(Saved data entries)
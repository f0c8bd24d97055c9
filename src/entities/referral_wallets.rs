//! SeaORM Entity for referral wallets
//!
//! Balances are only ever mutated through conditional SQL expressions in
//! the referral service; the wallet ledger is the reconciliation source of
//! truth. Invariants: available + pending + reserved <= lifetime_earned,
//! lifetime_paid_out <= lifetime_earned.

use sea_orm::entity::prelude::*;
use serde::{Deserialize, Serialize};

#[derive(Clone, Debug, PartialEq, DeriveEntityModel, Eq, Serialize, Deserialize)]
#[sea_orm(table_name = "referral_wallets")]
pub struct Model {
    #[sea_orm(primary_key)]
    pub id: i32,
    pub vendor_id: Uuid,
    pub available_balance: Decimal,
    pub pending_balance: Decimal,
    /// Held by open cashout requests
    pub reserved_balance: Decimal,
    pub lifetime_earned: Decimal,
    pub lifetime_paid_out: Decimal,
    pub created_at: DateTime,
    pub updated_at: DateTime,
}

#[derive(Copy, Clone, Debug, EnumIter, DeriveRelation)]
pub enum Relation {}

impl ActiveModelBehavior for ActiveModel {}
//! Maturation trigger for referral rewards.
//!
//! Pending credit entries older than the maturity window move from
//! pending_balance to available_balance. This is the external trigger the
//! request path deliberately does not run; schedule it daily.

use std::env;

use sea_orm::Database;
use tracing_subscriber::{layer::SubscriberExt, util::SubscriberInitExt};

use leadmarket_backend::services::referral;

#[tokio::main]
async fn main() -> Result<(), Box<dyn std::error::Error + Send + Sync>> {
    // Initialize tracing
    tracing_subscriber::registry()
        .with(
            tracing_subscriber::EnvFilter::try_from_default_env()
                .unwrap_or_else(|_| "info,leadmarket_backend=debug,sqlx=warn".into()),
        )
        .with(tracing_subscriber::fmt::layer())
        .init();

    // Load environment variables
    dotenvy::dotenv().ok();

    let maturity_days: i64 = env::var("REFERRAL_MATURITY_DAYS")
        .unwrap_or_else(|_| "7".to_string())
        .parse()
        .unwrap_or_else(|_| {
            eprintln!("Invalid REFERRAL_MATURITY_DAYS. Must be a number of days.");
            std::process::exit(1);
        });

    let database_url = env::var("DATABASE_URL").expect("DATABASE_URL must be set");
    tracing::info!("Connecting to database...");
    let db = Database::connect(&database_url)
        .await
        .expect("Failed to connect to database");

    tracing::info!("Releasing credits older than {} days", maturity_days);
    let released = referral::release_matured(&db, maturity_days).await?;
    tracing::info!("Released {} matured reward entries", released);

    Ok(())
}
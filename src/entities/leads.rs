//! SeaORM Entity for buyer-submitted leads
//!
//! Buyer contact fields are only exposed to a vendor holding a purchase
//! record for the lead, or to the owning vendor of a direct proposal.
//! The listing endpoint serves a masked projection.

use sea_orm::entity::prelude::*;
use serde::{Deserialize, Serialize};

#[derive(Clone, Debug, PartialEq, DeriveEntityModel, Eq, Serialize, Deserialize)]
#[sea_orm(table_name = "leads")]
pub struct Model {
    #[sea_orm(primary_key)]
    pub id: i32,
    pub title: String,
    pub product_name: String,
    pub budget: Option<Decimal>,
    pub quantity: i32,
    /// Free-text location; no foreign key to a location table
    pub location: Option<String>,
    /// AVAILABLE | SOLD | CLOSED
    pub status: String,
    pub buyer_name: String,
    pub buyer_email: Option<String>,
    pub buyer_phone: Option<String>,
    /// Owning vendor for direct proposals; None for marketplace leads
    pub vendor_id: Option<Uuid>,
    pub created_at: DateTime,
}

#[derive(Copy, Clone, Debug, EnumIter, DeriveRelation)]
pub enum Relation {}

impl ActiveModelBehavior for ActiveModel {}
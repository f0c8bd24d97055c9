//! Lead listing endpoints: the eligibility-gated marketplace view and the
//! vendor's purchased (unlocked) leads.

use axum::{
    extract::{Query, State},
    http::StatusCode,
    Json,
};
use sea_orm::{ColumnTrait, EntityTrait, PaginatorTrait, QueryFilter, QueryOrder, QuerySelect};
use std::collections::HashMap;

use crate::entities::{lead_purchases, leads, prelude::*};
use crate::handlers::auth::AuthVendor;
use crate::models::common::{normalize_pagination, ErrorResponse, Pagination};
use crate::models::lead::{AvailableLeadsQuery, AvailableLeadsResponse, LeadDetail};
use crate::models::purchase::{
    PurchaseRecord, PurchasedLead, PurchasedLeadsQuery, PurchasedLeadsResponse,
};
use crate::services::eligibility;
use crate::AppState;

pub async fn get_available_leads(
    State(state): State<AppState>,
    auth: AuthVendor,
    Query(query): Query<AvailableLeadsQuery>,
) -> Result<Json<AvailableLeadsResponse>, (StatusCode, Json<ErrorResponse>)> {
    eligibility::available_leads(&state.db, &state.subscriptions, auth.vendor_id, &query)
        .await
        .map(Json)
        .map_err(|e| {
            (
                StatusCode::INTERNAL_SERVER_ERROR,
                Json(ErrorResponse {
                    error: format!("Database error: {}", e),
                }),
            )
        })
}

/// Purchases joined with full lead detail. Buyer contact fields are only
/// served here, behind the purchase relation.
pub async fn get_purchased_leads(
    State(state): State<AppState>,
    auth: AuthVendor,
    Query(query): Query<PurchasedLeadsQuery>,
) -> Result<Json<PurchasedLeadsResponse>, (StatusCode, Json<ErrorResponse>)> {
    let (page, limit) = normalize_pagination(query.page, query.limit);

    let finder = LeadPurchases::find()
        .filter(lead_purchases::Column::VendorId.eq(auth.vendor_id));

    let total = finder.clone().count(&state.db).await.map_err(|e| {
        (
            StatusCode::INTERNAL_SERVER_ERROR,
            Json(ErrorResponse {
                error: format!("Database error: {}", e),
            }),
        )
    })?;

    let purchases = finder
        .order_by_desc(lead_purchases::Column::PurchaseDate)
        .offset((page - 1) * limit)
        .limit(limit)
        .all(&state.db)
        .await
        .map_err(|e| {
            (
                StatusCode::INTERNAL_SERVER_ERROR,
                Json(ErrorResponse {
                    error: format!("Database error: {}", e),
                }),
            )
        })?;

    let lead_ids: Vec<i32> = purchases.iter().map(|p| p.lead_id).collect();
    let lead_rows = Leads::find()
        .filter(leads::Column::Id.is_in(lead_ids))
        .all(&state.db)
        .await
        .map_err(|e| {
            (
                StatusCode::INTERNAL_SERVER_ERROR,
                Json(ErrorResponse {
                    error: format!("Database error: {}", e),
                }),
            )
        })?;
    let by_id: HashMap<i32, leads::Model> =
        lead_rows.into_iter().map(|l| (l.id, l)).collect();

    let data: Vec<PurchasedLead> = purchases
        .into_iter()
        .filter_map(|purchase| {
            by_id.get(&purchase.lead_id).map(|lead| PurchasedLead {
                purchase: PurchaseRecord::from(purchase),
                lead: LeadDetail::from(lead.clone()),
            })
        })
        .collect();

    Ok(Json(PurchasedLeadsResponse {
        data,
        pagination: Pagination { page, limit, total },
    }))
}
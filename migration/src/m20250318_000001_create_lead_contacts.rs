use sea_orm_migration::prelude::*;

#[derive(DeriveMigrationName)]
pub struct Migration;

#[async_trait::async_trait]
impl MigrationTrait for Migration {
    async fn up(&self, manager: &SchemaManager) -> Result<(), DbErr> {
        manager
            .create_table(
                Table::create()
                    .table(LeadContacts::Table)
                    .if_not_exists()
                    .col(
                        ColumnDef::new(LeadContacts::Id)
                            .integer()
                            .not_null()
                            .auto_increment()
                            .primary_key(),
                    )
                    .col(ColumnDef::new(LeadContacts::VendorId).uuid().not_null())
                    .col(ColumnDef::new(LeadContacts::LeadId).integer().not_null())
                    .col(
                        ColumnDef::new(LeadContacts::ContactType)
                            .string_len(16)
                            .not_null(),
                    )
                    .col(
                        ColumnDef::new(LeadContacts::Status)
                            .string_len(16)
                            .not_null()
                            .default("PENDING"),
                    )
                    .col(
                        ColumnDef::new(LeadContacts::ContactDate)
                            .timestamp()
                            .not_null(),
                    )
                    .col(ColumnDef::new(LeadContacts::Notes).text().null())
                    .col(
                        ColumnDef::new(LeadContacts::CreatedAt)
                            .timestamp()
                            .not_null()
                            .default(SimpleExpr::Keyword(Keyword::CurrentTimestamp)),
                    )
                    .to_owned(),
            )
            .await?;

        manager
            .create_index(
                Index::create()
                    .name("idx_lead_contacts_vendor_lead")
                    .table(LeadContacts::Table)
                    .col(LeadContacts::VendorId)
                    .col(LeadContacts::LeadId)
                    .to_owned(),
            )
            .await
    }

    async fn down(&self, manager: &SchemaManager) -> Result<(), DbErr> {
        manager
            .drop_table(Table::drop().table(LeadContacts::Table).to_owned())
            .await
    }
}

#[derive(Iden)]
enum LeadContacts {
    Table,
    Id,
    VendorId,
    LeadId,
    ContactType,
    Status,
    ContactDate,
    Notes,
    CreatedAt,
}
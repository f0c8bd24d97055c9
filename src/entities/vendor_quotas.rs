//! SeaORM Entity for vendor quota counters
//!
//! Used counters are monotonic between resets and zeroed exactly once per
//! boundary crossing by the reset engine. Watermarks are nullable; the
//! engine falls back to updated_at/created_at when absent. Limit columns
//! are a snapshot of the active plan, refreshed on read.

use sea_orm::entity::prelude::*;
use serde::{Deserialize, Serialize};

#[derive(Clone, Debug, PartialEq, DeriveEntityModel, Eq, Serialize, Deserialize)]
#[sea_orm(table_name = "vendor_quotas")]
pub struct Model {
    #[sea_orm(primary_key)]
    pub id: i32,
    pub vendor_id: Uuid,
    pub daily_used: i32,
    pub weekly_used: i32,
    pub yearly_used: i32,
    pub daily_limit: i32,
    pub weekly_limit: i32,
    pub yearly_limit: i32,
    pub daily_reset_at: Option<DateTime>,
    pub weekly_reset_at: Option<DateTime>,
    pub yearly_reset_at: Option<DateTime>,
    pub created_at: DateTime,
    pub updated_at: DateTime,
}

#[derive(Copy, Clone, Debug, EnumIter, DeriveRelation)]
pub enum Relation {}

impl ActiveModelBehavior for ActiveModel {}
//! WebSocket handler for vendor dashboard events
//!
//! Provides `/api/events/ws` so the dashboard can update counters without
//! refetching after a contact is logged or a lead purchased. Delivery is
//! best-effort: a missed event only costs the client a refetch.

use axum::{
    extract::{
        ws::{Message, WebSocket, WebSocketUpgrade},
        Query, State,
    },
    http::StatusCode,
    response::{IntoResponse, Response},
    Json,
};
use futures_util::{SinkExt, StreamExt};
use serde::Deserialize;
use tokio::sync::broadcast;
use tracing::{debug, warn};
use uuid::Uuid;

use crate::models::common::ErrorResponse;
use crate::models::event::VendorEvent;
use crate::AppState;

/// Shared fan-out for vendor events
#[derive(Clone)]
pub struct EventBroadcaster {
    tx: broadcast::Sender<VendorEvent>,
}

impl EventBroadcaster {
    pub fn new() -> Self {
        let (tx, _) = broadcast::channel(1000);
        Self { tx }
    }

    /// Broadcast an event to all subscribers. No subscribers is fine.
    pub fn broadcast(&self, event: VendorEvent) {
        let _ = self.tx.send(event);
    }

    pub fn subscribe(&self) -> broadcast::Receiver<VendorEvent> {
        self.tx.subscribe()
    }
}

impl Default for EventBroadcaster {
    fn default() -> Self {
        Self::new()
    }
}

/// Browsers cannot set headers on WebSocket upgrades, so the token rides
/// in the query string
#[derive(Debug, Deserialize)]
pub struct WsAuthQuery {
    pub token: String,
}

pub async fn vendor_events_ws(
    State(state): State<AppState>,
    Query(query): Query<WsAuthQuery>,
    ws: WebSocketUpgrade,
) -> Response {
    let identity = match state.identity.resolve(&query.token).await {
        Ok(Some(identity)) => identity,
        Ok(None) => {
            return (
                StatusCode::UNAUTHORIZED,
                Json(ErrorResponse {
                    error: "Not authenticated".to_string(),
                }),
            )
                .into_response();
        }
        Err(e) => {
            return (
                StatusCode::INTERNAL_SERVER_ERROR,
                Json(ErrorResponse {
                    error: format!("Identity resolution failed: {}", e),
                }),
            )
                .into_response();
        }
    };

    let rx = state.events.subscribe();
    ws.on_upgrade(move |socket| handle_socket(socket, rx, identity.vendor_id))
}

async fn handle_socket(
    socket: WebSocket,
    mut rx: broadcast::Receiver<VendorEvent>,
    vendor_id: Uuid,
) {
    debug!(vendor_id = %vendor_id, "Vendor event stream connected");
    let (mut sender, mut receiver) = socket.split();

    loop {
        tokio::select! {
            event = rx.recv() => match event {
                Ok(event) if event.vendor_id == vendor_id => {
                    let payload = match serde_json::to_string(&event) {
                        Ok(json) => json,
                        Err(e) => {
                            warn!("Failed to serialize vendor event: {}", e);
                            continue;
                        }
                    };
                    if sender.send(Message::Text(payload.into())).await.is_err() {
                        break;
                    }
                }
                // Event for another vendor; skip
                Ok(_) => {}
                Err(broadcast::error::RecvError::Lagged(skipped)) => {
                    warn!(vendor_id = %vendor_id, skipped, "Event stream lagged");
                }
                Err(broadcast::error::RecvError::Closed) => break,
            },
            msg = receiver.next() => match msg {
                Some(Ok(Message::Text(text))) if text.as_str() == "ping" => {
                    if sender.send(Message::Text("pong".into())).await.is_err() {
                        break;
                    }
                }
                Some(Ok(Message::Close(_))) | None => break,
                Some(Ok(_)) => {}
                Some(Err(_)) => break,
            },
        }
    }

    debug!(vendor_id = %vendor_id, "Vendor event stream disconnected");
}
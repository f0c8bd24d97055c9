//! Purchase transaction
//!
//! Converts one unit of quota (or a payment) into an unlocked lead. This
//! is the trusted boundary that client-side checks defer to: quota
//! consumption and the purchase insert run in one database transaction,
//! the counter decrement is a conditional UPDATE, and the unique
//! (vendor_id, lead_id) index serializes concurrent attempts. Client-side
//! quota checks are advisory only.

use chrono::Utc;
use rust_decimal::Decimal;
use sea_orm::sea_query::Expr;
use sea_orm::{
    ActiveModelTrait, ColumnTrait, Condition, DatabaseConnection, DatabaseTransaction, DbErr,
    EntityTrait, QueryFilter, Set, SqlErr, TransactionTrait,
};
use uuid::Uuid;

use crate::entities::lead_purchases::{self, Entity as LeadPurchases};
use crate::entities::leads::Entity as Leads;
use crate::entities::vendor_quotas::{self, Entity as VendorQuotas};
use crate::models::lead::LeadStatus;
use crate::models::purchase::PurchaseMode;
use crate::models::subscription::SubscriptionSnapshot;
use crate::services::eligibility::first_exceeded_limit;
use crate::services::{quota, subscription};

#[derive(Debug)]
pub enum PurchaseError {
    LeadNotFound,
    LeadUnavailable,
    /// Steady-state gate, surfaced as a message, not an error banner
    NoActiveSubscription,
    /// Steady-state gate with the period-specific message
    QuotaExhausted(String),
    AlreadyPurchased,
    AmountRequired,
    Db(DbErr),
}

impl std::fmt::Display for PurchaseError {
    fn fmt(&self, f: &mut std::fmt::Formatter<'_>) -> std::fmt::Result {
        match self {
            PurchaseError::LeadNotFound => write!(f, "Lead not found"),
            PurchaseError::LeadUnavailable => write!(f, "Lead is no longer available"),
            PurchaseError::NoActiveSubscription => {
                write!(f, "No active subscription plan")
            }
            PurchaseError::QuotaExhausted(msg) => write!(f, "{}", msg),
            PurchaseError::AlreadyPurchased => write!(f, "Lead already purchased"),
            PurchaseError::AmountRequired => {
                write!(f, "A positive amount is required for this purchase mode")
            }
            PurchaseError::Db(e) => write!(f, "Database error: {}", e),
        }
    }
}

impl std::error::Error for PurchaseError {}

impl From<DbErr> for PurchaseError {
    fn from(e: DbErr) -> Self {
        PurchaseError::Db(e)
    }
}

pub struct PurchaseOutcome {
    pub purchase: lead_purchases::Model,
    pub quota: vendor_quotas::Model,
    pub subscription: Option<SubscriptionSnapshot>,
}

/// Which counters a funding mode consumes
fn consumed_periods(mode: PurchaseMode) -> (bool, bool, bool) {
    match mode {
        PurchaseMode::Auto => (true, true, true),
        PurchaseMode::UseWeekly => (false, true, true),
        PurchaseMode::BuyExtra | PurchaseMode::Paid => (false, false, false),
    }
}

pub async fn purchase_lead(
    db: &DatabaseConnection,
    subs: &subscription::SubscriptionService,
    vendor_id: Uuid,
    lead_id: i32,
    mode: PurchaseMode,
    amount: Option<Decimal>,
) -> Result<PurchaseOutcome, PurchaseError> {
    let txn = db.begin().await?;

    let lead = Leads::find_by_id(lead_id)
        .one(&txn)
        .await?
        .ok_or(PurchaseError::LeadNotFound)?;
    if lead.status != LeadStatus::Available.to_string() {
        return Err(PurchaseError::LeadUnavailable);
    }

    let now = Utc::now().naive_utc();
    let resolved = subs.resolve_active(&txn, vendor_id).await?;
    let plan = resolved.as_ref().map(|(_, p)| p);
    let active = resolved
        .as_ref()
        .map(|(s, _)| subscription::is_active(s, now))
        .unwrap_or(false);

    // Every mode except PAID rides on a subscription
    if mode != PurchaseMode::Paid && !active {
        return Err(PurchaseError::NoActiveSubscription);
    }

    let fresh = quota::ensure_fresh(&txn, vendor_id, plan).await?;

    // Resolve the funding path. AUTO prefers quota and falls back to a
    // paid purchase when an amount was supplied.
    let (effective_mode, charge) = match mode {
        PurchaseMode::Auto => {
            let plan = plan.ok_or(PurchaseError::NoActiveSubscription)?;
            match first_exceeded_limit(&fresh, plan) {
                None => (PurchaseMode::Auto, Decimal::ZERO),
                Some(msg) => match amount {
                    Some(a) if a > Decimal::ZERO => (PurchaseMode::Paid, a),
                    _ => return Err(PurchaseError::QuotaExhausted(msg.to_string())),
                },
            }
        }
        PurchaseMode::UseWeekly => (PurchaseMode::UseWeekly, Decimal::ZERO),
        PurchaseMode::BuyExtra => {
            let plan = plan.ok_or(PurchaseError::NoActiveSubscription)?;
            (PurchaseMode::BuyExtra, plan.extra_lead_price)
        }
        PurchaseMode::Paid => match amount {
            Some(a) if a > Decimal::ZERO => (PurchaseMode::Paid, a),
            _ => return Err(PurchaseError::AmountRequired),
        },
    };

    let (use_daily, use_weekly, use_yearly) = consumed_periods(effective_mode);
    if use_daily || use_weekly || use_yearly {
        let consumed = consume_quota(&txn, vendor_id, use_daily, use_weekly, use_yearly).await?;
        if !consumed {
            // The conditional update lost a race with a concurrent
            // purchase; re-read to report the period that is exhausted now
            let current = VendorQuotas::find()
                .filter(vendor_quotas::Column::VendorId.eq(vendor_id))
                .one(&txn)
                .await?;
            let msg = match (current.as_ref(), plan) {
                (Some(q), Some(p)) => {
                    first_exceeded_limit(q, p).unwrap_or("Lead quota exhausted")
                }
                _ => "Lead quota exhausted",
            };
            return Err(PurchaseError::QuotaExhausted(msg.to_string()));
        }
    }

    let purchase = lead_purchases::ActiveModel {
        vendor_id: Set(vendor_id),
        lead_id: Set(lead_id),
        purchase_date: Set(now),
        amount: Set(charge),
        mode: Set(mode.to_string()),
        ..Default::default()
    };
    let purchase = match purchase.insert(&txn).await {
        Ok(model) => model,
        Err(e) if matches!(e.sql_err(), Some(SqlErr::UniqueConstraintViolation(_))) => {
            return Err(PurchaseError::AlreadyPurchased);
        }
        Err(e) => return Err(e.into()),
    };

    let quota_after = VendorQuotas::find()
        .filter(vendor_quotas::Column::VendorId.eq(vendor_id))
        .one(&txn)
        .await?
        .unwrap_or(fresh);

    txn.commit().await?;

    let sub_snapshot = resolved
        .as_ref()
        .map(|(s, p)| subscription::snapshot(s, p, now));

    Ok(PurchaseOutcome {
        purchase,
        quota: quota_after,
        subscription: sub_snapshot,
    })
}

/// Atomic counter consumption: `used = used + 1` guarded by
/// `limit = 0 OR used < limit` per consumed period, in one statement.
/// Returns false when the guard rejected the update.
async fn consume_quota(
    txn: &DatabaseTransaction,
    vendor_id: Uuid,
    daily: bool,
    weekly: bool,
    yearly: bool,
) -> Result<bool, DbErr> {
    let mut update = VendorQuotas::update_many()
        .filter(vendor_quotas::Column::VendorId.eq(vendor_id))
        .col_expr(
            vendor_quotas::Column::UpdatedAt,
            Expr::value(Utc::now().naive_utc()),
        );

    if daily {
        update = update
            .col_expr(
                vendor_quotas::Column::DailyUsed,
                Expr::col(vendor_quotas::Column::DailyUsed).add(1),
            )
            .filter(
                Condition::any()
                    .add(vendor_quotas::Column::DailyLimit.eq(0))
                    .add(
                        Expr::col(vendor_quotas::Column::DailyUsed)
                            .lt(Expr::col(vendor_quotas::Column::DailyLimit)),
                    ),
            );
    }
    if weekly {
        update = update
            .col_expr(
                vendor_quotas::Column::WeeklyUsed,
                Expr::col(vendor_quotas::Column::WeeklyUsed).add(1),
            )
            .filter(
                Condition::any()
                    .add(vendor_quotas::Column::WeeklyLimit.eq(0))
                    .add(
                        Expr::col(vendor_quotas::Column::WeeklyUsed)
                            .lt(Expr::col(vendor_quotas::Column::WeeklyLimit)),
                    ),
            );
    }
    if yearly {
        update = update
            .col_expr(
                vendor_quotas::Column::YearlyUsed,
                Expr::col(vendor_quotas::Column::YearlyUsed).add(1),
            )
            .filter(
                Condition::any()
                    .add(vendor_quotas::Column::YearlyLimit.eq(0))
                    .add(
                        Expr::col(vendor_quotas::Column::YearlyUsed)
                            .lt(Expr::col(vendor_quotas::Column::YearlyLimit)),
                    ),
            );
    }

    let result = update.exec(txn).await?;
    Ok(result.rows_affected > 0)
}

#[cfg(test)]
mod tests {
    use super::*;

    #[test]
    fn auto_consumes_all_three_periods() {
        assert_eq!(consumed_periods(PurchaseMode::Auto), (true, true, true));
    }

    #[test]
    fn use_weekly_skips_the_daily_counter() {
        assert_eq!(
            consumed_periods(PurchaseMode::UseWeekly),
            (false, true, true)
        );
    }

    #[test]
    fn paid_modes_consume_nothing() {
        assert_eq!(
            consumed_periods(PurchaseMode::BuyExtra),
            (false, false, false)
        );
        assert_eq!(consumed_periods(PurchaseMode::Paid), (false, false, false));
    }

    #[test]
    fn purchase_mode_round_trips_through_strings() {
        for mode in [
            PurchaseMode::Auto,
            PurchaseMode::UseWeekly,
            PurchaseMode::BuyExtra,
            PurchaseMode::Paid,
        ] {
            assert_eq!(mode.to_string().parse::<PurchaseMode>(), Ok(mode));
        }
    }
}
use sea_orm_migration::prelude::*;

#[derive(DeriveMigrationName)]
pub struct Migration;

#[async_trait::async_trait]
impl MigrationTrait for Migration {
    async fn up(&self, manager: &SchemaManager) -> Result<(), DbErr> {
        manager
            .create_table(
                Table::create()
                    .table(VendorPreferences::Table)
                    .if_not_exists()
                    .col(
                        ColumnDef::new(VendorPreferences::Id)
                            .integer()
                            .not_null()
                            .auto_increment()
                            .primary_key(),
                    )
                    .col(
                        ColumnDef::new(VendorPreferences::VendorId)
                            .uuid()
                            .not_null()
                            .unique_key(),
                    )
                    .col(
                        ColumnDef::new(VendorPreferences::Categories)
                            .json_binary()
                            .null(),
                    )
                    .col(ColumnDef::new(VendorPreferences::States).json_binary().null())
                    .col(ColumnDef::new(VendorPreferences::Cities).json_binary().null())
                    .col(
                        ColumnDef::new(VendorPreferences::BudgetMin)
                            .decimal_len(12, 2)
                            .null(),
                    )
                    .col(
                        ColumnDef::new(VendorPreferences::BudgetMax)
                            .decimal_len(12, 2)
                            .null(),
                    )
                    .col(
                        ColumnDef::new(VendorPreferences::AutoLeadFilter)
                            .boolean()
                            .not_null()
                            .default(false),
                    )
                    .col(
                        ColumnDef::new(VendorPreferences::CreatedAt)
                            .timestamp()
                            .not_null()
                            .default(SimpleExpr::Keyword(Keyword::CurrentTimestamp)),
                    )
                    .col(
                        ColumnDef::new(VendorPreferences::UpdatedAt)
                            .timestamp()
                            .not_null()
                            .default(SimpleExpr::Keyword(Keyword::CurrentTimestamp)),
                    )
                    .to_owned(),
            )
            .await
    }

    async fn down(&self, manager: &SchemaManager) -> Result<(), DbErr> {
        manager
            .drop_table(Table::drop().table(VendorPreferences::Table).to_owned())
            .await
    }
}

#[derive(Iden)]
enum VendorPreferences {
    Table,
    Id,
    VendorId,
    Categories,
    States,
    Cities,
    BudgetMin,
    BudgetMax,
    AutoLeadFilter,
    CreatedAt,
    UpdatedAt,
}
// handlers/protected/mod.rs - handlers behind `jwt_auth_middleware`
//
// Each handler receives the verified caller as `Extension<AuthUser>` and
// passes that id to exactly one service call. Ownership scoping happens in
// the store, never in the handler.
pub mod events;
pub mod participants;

■ Work required
Could you copy exactly the lines from the first line of the records above through the line containing "#[tokio::main]", both included, and nothing else?

■ Solution to this task
repository f0c8bd24d97055c9
filename src/entities/referral_wallets.rs
//! SeaORM Entity for referral wallets
//!
//! Balances are only ever mutated through conditional SQL expressions in
//! the referral service; the wallet ledger is the reconciliation source of
//! truth. Invariants: available + pending + reserved <= lifetime_earned,
//! lifetime_paid_out <= lifetime_earned.

use sea_orm::entity::prelude::*;
use serde::{Deserialize, Serialize};

#[derive(Clone, Debug, PartialEq, DeriveEntityModel, Eq, Serialize, Deserialize)]
#[sea_orm(table_name = "referral_wallets")]
pub struct Model {
    #[sea_orm(primary_key)]
    pub id: i32,
    pub vendor_id: Uuid,
    pub available_balance: Decimal,
    pub pending_balance: Decimal,
    /// Held by open cashout requests
    pub reserved_balance: Decimal,
    pub lifetime_earned: Decimal,
    pub lifetime_paid_out: Decimal,
    pub created_at: DateTime,
    pub updated_at: DateTime,
}

#[derive(Copy, Clone, Debug, EnumIter, DeriveRelation)]
pub enum Relation {}

impl ActiveModelBehavior for ActiveModel {}
//! Maturation trigger for referral rewards.
//!
//! Pending credit entries older than the maturity window move from
//! pending_balance to available_balance. This is the external trigger the
//! request path deliberately does not run; schedule it daily.

use std::env;

use sea_orm::Database;
use tracing_subscriber::{layer::SubscriberExt, util::SubscriberInitExt};

use leadmarket_backend::services::referral;

#[tokio::main]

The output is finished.